_PROBLEM DESCRIPTION_: Please copy out every line in the entries that includes the word "entity".

Stored data
§ §

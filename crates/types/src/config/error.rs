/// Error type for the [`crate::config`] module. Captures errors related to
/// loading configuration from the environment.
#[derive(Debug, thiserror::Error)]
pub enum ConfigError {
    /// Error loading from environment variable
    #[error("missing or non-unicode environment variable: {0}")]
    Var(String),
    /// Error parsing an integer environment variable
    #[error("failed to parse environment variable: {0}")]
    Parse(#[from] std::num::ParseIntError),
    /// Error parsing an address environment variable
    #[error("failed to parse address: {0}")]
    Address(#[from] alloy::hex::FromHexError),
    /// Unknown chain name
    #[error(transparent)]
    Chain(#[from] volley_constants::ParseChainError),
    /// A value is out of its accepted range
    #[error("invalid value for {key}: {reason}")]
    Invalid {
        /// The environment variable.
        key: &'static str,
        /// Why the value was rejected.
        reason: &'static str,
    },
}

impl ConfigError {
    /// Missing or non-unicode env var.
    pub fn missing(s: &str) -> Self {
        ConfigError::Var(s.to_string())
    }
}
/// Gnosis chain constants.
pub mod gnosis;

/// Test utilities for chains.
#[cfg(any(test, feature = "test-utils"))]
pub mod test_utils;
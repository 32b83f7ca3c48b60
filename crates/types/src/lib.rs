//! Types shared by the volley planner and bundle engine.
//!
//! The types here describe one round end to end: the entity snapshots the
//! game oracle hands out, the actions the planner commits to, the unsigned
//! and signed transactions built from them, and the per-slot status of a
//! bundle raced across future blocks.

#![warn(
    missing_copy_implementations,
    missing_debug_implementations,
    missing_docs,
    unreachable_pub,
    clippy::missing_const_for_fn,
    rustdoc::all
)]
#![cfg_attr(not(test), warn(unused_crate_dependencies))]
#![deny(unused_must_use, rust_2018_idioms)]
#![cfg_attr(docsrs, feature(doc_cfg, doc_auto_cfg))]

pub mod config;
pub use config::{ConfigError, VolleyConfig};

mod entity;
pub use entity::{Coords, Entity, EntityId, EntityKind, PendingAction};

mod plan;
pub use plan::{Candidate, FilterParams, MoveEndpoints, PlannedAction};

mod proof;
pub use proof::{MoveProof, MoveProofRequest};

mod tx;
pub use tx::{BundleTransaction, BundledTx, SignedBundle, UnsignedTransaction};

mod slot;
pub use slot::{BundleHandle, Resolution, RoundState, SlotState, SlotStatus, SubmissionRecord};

§ §

_SOLUTION TO THIS TASK_:
//! The types here describe one round end to end: the entity snapshots the
mod entity;
pub use entity::{Coords, Entity, EntityId, EntityKind, PendingAction};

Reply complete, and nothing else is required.